Bugün çoğu kişi bu tartışmacı dahileri Arap
olarak tanımaktadır. Her ikisi de Arapça (ayrıca Farsça) yazdıklarından dolayı
anlaşılır bir durumdur ama İngilizce yazan bir Japon nasıl İngiliz sayılmazsa,
Arapça yazan bir Orta Asyalı da, Arap sayılmaz.
Daha doğrusu her ikisi de günümüzde Orta Asya
adını verdiğimiz bölgede yaşayan matematik, astronomi, tıp, jeoloji, dil bilim,
siyaset bilimi, şiir, mimarlık ve uygulamalı teknoloji alanlarında dahi
düzeyine ulaşmış etnik Türkler grubuna mensuptu. 800 ile 1100 yılları arasında
Orta Asyalı bilim insanı, sanatçı ve düşünür topluluğu, bulundukları bölgeyi
dünyanın entellektüel merkezi durumuna getirmiş ve etkileri Doğu Asya’dan
Hindistan’a, Avrupa’ya ve Ortadoğu’ya kadar yayılmıştı.
Oldukça görkemli bir ortamdı. Bin yıl önceki
Orta Asyalıların zihinsel başarılarını saymaya nereden başlayacağını bilmek de
oldukça zordur.

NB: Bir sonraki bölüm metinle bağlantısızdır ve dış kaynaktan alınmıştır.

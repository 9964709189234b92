use thiserror::Error;

use crate::agents::config::{ChatConfig, LlmProviderConfig, WeatherConfig};
use crate::config::{ServerSettings, Settings};

#[derive(Debug, Error)]
pub enum ValidationError {
    #[error("Missing required field: {0}")]
    MissingField(String),

    #[error("Invalid value for {field}: {reason}")]
    InvalidValue { field: String, reason: String },
}

impl ValidationError {
    fn invalid(field: &str, reason: impl Into<String>) -> Self {
        ValidationError::InvalidValue {
            field: field.to_string(),
            reason: reason.into(),
        }
    }
}

pub struct ConfigValidator;

impl ConfigValidator {
    /// Check every section, collecting all errors rather than stopping at the first
    pub fn validate(settings: &Settings) -> Result<(), Vec<ValidationError>> {
        let mut errors = Vec::new();

        Self::validate_server(&settings.server, &mut errors);
        Self::validate_llm(&settings.llm, &mut errors);
        Self::validate_chat(&settings.chat, &mut errors);
        Self::validate_weather(&settings.weather, &mut errors);

        if errors.is_empty() {
            Ok(())
        } else {
            Err(errors)
        }
    }

    fn validate_server(server: &ServerSettings, errors: &mut Vec<ValidationError>) {
        if server.host.is_empty() {
            errors.push(ValidationError::MissingField("server.host".to_string()));
        }

        if server.port == 0 {
            errors.push(ValidationError::invalid(
                "server.port",
                "Port must be greater than 0",
            ));
        }
    }

    fn validate_llm(llm: &LlmProviderConfig, errors: &mut Vec<ValidationError>) {
        if llm.base_url.trim().is_empty() {
            errors.push(ValidationError::MissingField(
                "llm.base_url (AZURE_AI_PROJECT_ENDPOINT)".to_string(),
            ));
        }

        if llm.model.trim().is_empty() {
            errors.push(ValidationError::MissingField(
                "llm.model (AZURE_AI_MODEL_DEPLOYMENT)".to_string(),
            ));
        }

        if llm.timeout_seconds == 0 {
            errors.push(ValidationError::invalid(
                "llm.timeout_seconds",
                "Timeout must be greater than 0",
            ));
        }
    }

    fn validate_chat(chat: &ChatConfig, errors: &mut Vec<ValidationError>) {
        if !(0.0..=2.0).contains(&chat.temperature) {
            errors.push(ValidationError::invalid(
                "chat.temperature",
                format!("{} is outside [0, 2]", chat.temperature),
            ));
        }

        if !(chat.top_p > 0.0 && chat.top_p <= 1.0) {
            errors.push(ValidationError::invalid(
                "chat.top_p",
                format!("{} is outside (0, 1]", chat.top_p),
            ));
        }

        if chat.max_tokens == 0 {
            errors.push(ValidationError::invalid(
                "chat.max_tokens",
                "Must be greater than 0",
            ));
        }

        if chat.max_tool_rounds == 0 {
            errors.push(ValidationError::invalid(
                "chat.max_tool_rounds",
                "Must be greater than 0",
            ));
        }

        if chat.handoff.max_handoffs == 0 {
            errors.push(ValidationError::invalid(
                "chat.handoff.max_handoffs",
                "Must be greater than 0",
            ));
        }

        if chat.handoff.result_timeout_seconds == 0 {
            errors.push(ValidationError::invalid(
                "chat.handoff.result_timeout_seconds",
                "Timeout must be greater than 0",
            ));
        }
    }

    fn validate_weather(weather: &WeatherConfig, errors: &mut Vec<ValidationError>) {
        match reqwest::Url::parse(&weather.base_url) {
            Ok(url) if matches!(url.scheme(), "http" | "https") => {}
            Ok(url) => errors.push(ValidationError::invalid(
                "weather.base_url",
                format!("Unsupported scheme '{}'", url.scheme()),
            )),
            Err(e) => errors.push(ValidationError::invalid("weather.base_url", e.to_string())),
        }

        if weather.timeout_seconds == 0 {
            errors.push(ValidationError::invalid(
                "weather.timeout_seconds",
                "Timeout must be greater than 0",
            ));
        }
    }
}
use clap::Parser;
use nimbus::agents::ChatAgentService;
use nimbus::cli::Cli;
use nimbus::config::Settings;
use std::net::SocketAddr;
use std::sync::Arc;
use tracing::info;

#[tokio::main]
async fn main() -> anyhow::Result<()> {
    // Parse CLI arguments
    let cli = Cli::parse();

    // Load configuration with CLI overrides
    let settings = Settings::new_with_cli(&cli)?;

    // Initialize tracing
    tracing_subscriber::fmt()
        .with_max_level(settings.logging.max_level())
        .init();

    let host = settings.server.host.clone();
    let port = settings.server.port;

    info!(
        app = %settings.server.app_name,
        orchestration = %settings.chat.orchestration,
        "Starting Nimbus chat service on {}:{}",
        host,
        port
    );

    let service = ChatAgentService::from_settings(&settings)?;

    // Create application using the library function
    let app = nimbus::create_app(Arc::new(service), &settings.server);

    // Start server
    let addr: SocketAddr = format!("{}:{}", host, port).parse()?;
    info!("Listening on {}", addr);
    let listener = tokio::net::TcpListener::bind(addr).await?;
    axum::serve(listener, app).await?;

    Ok(())
}
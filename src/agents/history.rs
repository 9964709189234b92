//! Conversion between caller chat history and model messages

use crate::agents::domain::{Message, Role};
use crate::domain::{ChatHistory, MessageRole};

/// Convert caller history into model messages.
///
/// `default_system_message` is inserted first only when the history carries no
/// system message of its own; otherwise caller order is kept as is.
pub fn to_internal(history: &ChatHistory, default_system_message: &str) -> Vec<Message> {
    let mut messages = Vec::with_capacity(history.len() + 1);

    if !history.has_system_message() {
        messages.push(Message::system(default_system_message));
    }

    messages.extend(history.messages.iter().map(|m| match m.role {
        MessageRole::System => Message::system(&m.content),
        MessageRole::User => Message::user(&m.content),
        MessageRole::Assistant => Message::assistant(&m.content),
    }));

    messages
}

/// Convert model messages back into caller history.
///
/// Tool traffic has no caller-facing form and is dropped, including the
/// assistant messages that requested tool calls.
pub fn from_internal(messages: &[Message]) -> ChatHistory {
    let mut history = ChatHistory::new();

    for message in messages {
        match message.role {
            Role::System => history.add_system_message(&message.content),
            Role::User => history.add_user_message(&message.content),
            Role::Assistant if message.tool_calls.is_some() => {}
            Role::Assistant => history.add_assistant_message(&message.content),
            Role::Tool => {}
        }
    }

    history
}
//! Domain types for the chat orchestration core
//!
//! Core abstractions shared by the completion engines.

mod message;
mod response;
mod tool_call;

pub use message::*;
pub use response::*;
pub use tool_call::*;

use async_trait::async_trait;

use crate::agents::error::AgentResult;
use crate::domain::ChatHistory;

/// Contract every completion engine offers to the HTTP layer
#[async_trait]
pub trait ChatPort: Send + Sync {
    /// Answer `message`, yielding text chunks as they are produced
    fn stream_completion(&self, message: &str, history: Option<ChatHistory>) -> ChatStream;

    /// Answer `message` and return the text with the updated history
    async fn get_completion(
        &self,
        message: &str,
        history: Option<ChatHistory>,
    ) -> AgentResult<(String, ChatHistory)>;
}
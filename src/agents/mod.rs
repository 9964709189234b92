//! Chat orchestration core
//!
//! Answers chat requests with either one model agent or a coordinator/query
//! agent pair handing the task between them, streaming text as it is produced.
//!
//! ## Architecture
//!
//! - `domain/` - Core types (Message, ToolCall, ChatStream, ChatPort)
//! - `history` - Caller history <-> model messages
//! - `llm/` - LLM provider implementations with streaming
//! - `plugins/` - Tools the model can call
//! - `core/` - Turn runner and the single-agent engine
//! - `orchestration/` - Handoff engine

pub mod config;
pub mod core;
pub mod domain;
pub mod error;
pub mod handler;
pub mod history;
pub mod llm;
pub mod orchestration;
pub mod plugins;
#[cfg(test)]
pub(crate) mod testing;

// Re-export commonly used types
pub use config::*;
pub use domain::*;
pub use error::*;
pub use handler::ChatAgentService;
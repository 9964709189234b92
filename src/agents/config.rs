//! Configuration types for the chat orchestration core

use serde::{Deserialize, Serialize};

/// LLM provider configuration
#[derive(Debug, Clone, Deserialize, Serialize)]
pub struct LlmProviderConfig {
    /// Provider type
    #[serde(default)]
    pub provider: LlmProviderType,
    /// Model name, or deployment name for Azure
    #[serde(default)]
    pub model: String,
    /// Endpoint base URL (the Azure resource endpoint for Azure)
    #[serde(default)]
    pub base_url: String,
    /// Azure REST API version
    #[serde(default = "default_api_version")]
    pub api_version: String,
    /// Environment variable containing the API key
    #[serde(default = "default_api_key_env")]
    pub api_key_env: String,
    /// Environment variable containing a pre-acquired bearer token
    #[serde(default = "default_token_env")]
    pub token_env: String,
    /// Per-request timeout in seconds
    #[serde(default = "default_llm_timeout")]
    pub timeout_seconds: u64,
}

impl Default for LlmProviderConfig {
    fn default() -> Self {
        Self {
            provider: LlmProviderType::default(),
            model: String::new(),
            base_url: String::new(),
            api_version: default_api_version(),
            api_key_env: default_api_key_env(),
            token_env: default_token_env(),
            timeout_seconds: default_llm_timeout(),
        }
    }
}

fn default_api_version() -> String {
    "2024-10-21".to_string()
}

fn default_api_key_env() -> String {
    "AZURE_OPENAI_API_KEY".to_string()
}

fn default_token_env() -> String {
    "AZURE_OPENAI_AD_TOKEN".to_string()
}

fn default_llm_timeout() -> u64 {
    120
}

/// Supported LLM providers
#[derive(Debug, Clone, Copy, PartialEq, Eq, Deserialize, Serialize, Default)]
#[serde(rename_all = "lowercase")]
pub enum LlmProviderType {
    /// Azure OpenAI
    #[default]
    #[serde(alias = "azure_openai", alias = "azureopenai")]
    Azure,
    /// OpenAI-compatible endpoint
    OpenAI,
}

impl std::fmt::Display for LlmProviderType {
    fn fmt(&self, f: &mut std::fmt::Formatter<'_>) -> std::fmt::Result {
        match self {
            LlmProviderType::Azure => write!(f, "azure"),
            LlmProviderType::OpenAI => write!(f, "openai"),
        }
    }
}

/// Which completion engine answers chat requests
#[derive(Debug, Clone, Copy, PartialEq, Eq, Deserialize, Serialize, Default)]
#[serde(rename_all = "lowercase")]
pub enum OrchestrationMode {
    /// One model call per request
    #[default]
    Single,
    /// Coordinator and query agents handing the task back and forth
    Handoff,
}

impl std::str::FromStr for OrchestrationMode {
    type Err = String;

    fn from_str(s: &str) -> Result<Self, Self::Err> {
        match s.trim().to_ascii_lowercase().as_str() {
            "single" => Ok(OrchestrationMode::Single),
            "handoff" => Ok(OrchestrationMode::Handoff),
            other => Err(format!(
                "unknown orchestration mode '{}', expected 'single' or 'handoff'",
                other
            )),
        }
    }
}

impl std::fmt::Display for OrchestrationMode {
    fn fmt(&self, f: &mut std::fmt::Formatter<'_>) -> std::fmt::Result {
        match self {
            OrchestrationMode::Single => write!(f, "single"),
            OrchestrationMode::Handoff => write!(f, "handoff"),
        }
    }
}

/// Sampling and orchestration settings for answering chat requests
#[derive(Debug, Clone, Deserialize, Serialize)]
pub struct ChatConfig {
    /// Engine selected at startup
    #[serde(default)]
    pub orchestration: OrchestrationMode,
    /// Injected when the caller history has no system message
    #[serde(default = "default_system_prompt")]
    pub system_prompt: String,
    #[serde(default = "default_temperature")]
    pub temperature: f32,
    #[serde(default = "default_top_p")]
    pub top_p: f32,
    #[serde(default = "default_max_tokens")]
    pub max_tokens: u32,
    /// Upper bound on automatic tool round trips within one agent turn
    #[serde(default = "default_max_tool_rounds")]
    pub max_tool_rounds: u32,
    #[serde(default)]
    pub handoff: HandoffConfig,
}

impl Default for ChatConfig {
    fn default() -> Self {
        Self {
            orchestration: OrchestrationMode::default(),
            system_prompt: default_system_prompt(),
            temperature: default_temperature(),
            top_p: default_top_p(),
            max_tokens: default_max_tokens(),
            max_tool_rounds: default_max_tool_rounds(),
            handoff: HandoffConfig::default(),
        }
    }
}

pub(crate) fn default_system_prompt() -> String {
    "You are a helpful AI assistant. You can answer questions and use the weather tool \
     to look up current conditions when asked about the weather."
        .to_string()
}

fn default_temperature() -> f32 {
    0.7
}

fn default_top_p() -> f32 {
    0.95
}

fn default_max_tokens() -> u32 {
    800
}

fn default_max_tool_rounds() -> u32 {
    5
}

/// Handoff orchestration settings
#[derive(Debug, Clone, Deserialize, Serialize)]
pub struct HandoffConfig {
    /// Transfers allowed before the run is abandoned
    #[serde(default = "default_max_handoffs")]
    pub max_handoffs: u32,
    /// Bound on waiting for the aggregate result in the non-streaming path
    #[serde(default = "default_result_timeout")]
    pub result_timeout_seconds: u64,
    #[serde(default = "default_coordinator_instructions")]
    pub coordinator_instructions: String,
    #[serde(default = "default_query_instructions")]
    pub query_instructions: String,
}

impl Default for HandoffConfig {
    fn default() -> Self {
        Self {
            max_handoffs: default_max_handoffs(),
            result_timeout_seconds: default_result_timeout(),
            coordinator_instructions: default_coordinator_instructions(),
            query_instructions: default_query_instructions(),
        }
    }
}

fn default_max_handoffs() -> u32 {
    8
}

fn default_result_timeout() -> u64 {
    60
}

fn default_coordinator_instructions() -> String {
    "You are a coordinator agent. Answer general questions directly and then call \
     complete_task with a short summary. If the user asks about the weather, transfer \
     the conversation to the QueryAgent."
        .to_string()
}

fn default_query_instructions() -> String {
    "You are a query agent. Use the weather tool to look up the conditions the user \
     asked about, answer the user, then call complete_task with a summary of the answer."
        .to_string()
}

/// Weather capability settings
#[derive(Debug, Clone, Deserialize, Serialize)]
pub struct WeatherConfig {
    /// Base URL of the weather function app
    #[serde(default = "default_weather_url")]
    pub base_url: String,
    #[serde(default = "default_weather_timeout")]
    pub timeout_seconds: u64,
    /// Location used when the model omits one
    #[serde(default = "default_location")]
    pub default_location: String,
}

impl Default for WeatherConfig {
    fn default() -> Self {
        Self {
            base_url: default_weather_url(),
            timeout_seconds: default_weather_timeout(),
            default_location: default_location(),
        }
    }
}

fn default_weather_url() -> String {
    "http://localhost:7071".to_string()
}

fn default_weather_timeout() -> u64 {
    10
}

fn default_location() -> String {
    "Seattle".to_string()
}
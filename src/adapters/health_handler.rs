use axum::{http::StatusCode, response::IntoResponse, Json};
use serde::{Deserialize, Serialize};

#[derive(Debug, Serialize, Deserialize)]
pub struct HealthStatus {
    pub status: String,
    pub service: String,
}

#[derive(Debug, Serialize, Deserialize)]
pub struct ServiceInfo {
    pub service: String,
    pub version: String,
    pub endpoints: Endpoints,
}

#[derive(Debug, Serialize, Deserialize)]
pub struct Endpoints {
    pub health: String,
    pub chat_stream: String,
    pub chat: String,
}

pub struct HealthHandler {
    app_name: String,
}

impl HealthHandler {
    pub fn new(app_name: impl Into<String>) -> Self {
        Self {
            app_name: app_name.into(),
        }
    }

    /// Basic health check - returns 200 if server is running
    pub async fn health(&self) -> impl IntoResponse {
        let status = HealthStatus {
            status: "healthy".to_string(),
            service: self.app_name.clone(),
        };

        (StatusCode::OK, Json(status))
    }

    /// Service name, version and the routes it answers
    pub async fn root(&self) -> impl IntoResponse {
        let info = ServiceInfo {
            service: self.app_name.clone(),
            version: env!("CARGO_PKG_VERSION").to_string(),
            endpoints: Endpoints {
                health: "/health".to_string(),
                chat_stream: "/api/chat/stream (POST)".to_string(),
                chat: "/api/chat (POST)".to_string(),
            },
        };

        (StatusCode::OK, Json(info))
    }
}
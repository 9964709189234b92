//! Error types for the chat orchestration core

use thiserror::Error;

/// Errors that can occur while answering a chat request
#[derive(Debug, Error)]
pub enum AgentError {
    /// Configuration error
    #[error("Configuration error: {0}")]
    Configuration(String),

    /// LLM provider error
    #[error("LLM error: {0}")]
    Llm(#[from] LlmError),

    /// Tool execution error
    #[error("Tool execution error: {0}")]
    Tool(#[from] ToolError),

    /// Handoff result not available in time
    #[error("Operation timed out after {0}s")]
    Timeout(u64),

    /// Agents kept handing the task back and forth
    #[error("Handoff limit ({0}) reached without completion")]
    HandoffLimit(u32),

    /// Cancelled
    #[error("Operation was cancelled")]
    Cancelled,

    /// Serialization error
    #[error("Serialization error: {0}")]
    Serialization(String),

    /// Internal error
    #[error("Internal error: {0}")]
    Internal(String),
}

impl AgentError {
    /// Whether the failure came from talking to the model provider
    pub fn is_provider_failure(&self) -> bool {
        matches!(self, AgentError::Llm(_))
    }

    /// Whether the failure is an orchestration timeout
    pub fn is_timeout(&self) -> bool {
        matches!(self, AgentError::Timeout(_))
    }
}

/// Errors specific to LLM provider operations
#[derive(Debug, Error)]
pub enum LlmError {
    /// API error
    #[error("API error: {status} - {message}")]
    Api { status: u16, message: String },

    /// Authentication error
    #[error("Authentication error: {0}")]
    Authentication(String),

    /// Network error
    #[error("Network error: {0}")]
    Network(String),

    /// Streaming error
    #[error("Streaming error: {0}")]
    Streaming(String),

    /// Parse error
    #[error("Parse error: {0}")]
    Parse(String),

    /// Invalid request
    #[error("Invalid request: {0}")]
    InvalidRequest(String),

    /// Timeout
    #[error("Request timed out")]
    Timeout,
}

impl From<reqwest::Error> for LlmError {
    fn from(err: reqwest::Error) -> Self {
        if err.is_timeout() {
            LlmError::Timeout
        } else if err.is_connect() {
            LlmError::Network(format!("Connection error: {}", err))
        } else {
            LlmError::Network(err.to_string())
        }
    }
}

/// Errors raised by tool plugins
#[derive(Debug, Error)]
pub enum ToolError {
    /// The tool is not registered
    #[error("Tool not found: {0}")]
    NotFound(String),

    /// The request to the backing service failed
    #[error("Request failed: {0}")]
    Request(String),

    /// The backing service answered with a non-success status
    #[error("Service returned status {status}: {body}")]
    Status { status: u16, body: String },

    /// The backing service did not answer in time
    #[error("Request timed out after {0}s")]
    Timeout(u64),
}

impl From<reqwest::Error> for ToolError {
    fn from(err: reqwest::Error) -> Self {
        ToolError::Request(err.to_string())
    }
}

impl From<serde_json::Error> for AgentError {
    fn from(err: serde_json::Error) -> Self {
        AgentError::Serialization(err.to_string())
    }
}

impl From<tokio::task::JoinError> for AgentError {
    fn from(err: tokio::task::JoinError) -> Self {
        if err.is_cancelled() {
            AgentError::Cancelled
        } else {
            AgentError::Internal(format!("Background task failed: {}", err))
        }
    }
}

/// Result type alias for agent operations
pub type AgentResult<T> = Result<T, AgentError>;

/// Result type alias for LLM operations
pub type LlmResult<T> = Result<T, LlmError>;

/// Result type alias for tool operations
pub type ToolResult<T> = Result<T, ToolError>;
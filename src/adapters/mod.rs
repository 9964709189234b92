pub mod chat_handler;
pub mod health_handler;
pub mod weather_function;
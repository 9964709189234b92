//! Tool plugins the model can call

pub mod weather;

pub use weather::{WeatherClient, WeatherPlugin};
//! A persistent radix tree.
//!
//! A [Tree] maps byte strings to values. Trees are immutable: every change
//! produces a new tree that shares all untouched subtrees with the tree it was
//! derived from, so keeping old versions around is cheap.
//!
//! Changes are batched with a [Txn]. Nodes created within a transaction are
//! updated in place by later operations of the same transaction, everything
//! else is copied on write.
//!
//! ```
//! use radixcow::radixtree;
//!
//! let a = radixtree! { "food" => 1, "foot" => 2 };
//! let b = a.put("foodie", 3);
//! assert_eq!(a.get("foodie"), None);
//! assert_eq!(b.get("foodie"), Some(&3));
//!
//! let mut txn = b.txn();
//! txn.delete("foot");
//! txn.merge(&radixtree! { "food" => 4 });
//! let c = txn.commit();
//! assert_eq!(c, radixtree! { "food" => 4, "foodie" => 3 });
//! ```
mod arena;
mod dense;
mod key;
pub mod node;
mod scratch;
mod tree;
mod txn;
mod util;

#[cfg(test)]
mod tests;

pub use key::Key;
pub use node::{Iter, Node, NodeRef};
pub use scratch::ScratchPool;
pub use tree::Tree;
pub use txn::{Txn, TxnStats};
pub use util::Hex;

#[cfg(test)]
#[macro_use]
extern crate maplit;

/// Build a [Tree] from key value pairs
#[macro_export]
macro_rules! radixtree {
    () => {
        $crate::Tree::empty()
    };
    ($($key:expr => $value:expr),+ $(,)?) => {{
        let mut txn = $crate::Txn::new($crate::Tree::empty());
        $(
            txn.put($key, $value);
        )+
        txn.commit()
    }};
}
/// Number of key bytes shown before a key is abbreviated in debug output
pub(crate) const DEBUG_KEY_BYTES: usize = 32;

/// Utility to output a key as hex
pub struct Hex<'a>(&'a [u8], usize);

impl<'a> Hex<'a> {
    pub fn new(data: &'a [u8]) -> Self {
        Self(data, data.len())
    }

    /// Shows at most `len` bytes, followed by the total size
    pub fn partial(data: &'a [u8], len: usize) -> Self {
        Self(data, len)
    }

    /// The form used in `Debug` impls of keys, nodes and trees
    pub(crate) fn key(data: &'a [u8]) -> Self {
        Self::partial(data, DEBUG_KEY_BYTES)
    }
}

impl<'a> std::fmt::Debug for Hex<'a> {
    fn fmt(&self, f: &mut std::fmt::Formatter<'_>) -> std::fmt::Result {
        std::fmt::Display::fmt(self, f)
    }
}

impl<'a> std::fmt::Display for Hex<'a> {
    fn fmt(&self, f: &mut std::fmt::Formatter<'_>) -> std::fmt::Result {
        if self.0.len() > self.1 {
            write!(
                f,
                "[{}..., {} bytes]",
                hex::encode(&self.0[..self.1]),
                self.0.len()
            )
        } else {
            write!(f, "[{}]", hex::encode(self.0))
        }
    }
}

Matematikte oransız sayıları ilk kabul edenler, kübik
denklemlerin farklı biçimlerini uygulayanlar, trigonometriyi icat edenler,
ondalık sistemi ve Hint rakkamlarını (Batı dünyasında ‘Arap’ rakkamları olarak
adlandırılır) yaygınlaştırıp kullananlar Orta Asyalılardı. Astronomide dünyanın
çapını son dönemlerle kıyaslanabilecek kadar büyük bir kesinlikle saptamışlar,
çağdaş zamanların öncesinde en büyük gözlemevlerinin çoğunu inşa etmişler ve
son derece kesin astronomik tabloları hazırlamak için kullanmışlardı.
Kimya alanında tepkimeleri ilk kez tersine
çevirenler saflaştırmak için kristalizasyonu kullananlar, özgül yer çekimini
ölçenler, Dmitri Mendelev’in 1871’de hazırladığı periyodik tabloyu çağrıştıran
biçimde elementleri gruplayanlar yine Orta Asyalılardı. Bilgi ve bulguları
toplayıp ekleyerek eski tıp bilimine katkıda bulundular, farmakoloji alanını
genişletip Batı’ya ve Hindistan’a yaydılar. Teknoloji dalında yel
değirmenlerini ve suyu kaldıran hidrolik makineleri icat edip zaman içinde
batıda Ortadoğu ve Avrupa’ya ve doğuda Çin’e kadar yaydılar.
Yüzyıl kadar önce Leipzig’li düşünür Heinrich
Suter bu bilim insanlarının çoğunun etnik Türk kökenli olduğunu ve Orta
Asya’dan geldiğini ilk kez ortaya çıkardı. Bu durum matematikçi ve astronom
Muhammed bin Musa el-Harezmi (tahmini M.S. 780-850) için de geçerlidir.Tıpkı
Biruni gibi o da Özbekistan-Türkmenistan sınır bölgesindeki Harizm yöresinden
geldiğinden ‘el-Harezmi’ adıyla bilinir. Bir çok keşfinden biri olan algoritma
hâlâ adının çarpıtılmış biçimiyle kullanılırken, ‘algebra’ (cebir) adı ise
doğrudan doğruya matematik konusundaki ünlü kitabından gelmektedir. Aynı
şekilde Aristotle etikleri konusundaki yaratıcı analizi, Thomas Aquinas
dışındaki tüm Batılı düşünürlerin çalışmalarını aşmış olan, Batı dünyasında
Alfarabius adıyla tanınan Ebu Nasr el-Farabi de (tahmini M.S. 872-961) Arap
değil, günümüzde Kazakistan bölgesinde yaşayan bir Türk idi.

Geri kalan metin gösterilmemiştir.